------ Information supplied

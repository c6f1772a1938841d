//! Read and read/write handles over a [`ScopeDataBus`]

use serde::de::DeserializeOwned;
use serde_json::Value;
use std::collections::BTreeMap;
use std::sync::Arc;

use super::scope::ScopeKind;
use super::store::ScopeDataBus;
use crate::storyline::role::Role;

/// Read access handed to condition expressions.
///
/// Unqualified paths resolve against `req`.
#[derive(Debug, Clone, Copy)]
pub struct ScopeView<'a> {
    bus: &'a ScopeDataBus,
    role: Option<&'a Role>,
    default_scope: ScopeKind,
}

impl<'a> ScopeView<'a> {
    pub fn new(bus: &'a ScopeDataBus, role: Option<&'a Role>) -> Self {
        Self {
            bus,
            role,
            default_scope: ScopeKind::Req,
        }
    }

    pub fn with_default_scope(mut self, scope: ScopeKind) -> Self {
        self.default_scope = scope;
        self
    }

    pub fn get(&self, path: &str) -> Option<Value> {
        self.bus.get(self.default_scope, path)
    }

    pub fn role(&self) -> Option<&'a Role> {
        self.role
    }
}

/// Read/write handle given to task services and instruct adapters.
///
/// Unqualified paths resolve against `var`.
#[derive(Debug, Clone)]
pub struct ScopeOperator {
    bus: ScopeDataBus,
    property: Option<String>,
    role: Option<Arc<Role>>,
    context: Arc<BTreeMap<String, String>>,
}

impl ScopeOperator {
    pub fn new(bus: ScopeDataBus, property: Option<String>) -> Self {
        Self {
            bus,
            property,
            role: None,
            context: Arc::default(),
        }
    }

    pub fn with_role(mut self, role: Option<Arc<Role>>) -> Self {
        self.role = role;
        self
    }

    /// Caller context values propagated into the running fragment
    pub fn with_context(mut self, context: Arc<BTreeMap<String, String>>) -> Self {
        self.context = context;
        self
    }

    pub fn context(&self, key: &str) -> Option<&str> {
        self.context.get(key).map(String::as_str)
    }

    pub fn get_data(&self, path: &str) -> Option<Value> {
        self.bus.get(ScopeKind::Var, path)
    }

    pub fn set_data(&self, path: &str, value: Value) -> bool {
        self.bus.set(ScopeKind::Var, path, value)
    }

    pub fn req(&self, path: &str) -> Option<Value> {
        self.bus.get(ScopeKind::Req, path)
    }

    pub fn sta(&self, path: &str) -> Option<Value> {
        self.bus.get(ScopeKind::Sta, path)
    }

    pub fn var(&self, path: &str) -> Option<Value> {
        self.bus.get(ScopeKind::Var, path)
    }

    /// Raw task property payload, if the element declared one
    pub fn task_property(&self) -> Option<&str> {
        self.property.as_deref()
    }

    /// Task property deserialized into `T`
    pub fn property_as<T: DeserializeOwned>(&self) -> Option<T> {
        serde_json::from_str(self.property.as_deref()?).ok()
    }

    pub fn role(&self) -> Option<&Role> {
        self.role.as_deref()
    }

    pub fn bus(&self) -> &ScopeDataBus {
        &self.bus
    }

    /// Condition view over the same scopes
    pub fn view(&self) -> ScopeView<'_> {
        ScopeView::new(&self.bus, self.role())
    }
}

------------

Work item
State how many lines of the entries include the word "derive", giving that number by itself.

Output for this task
2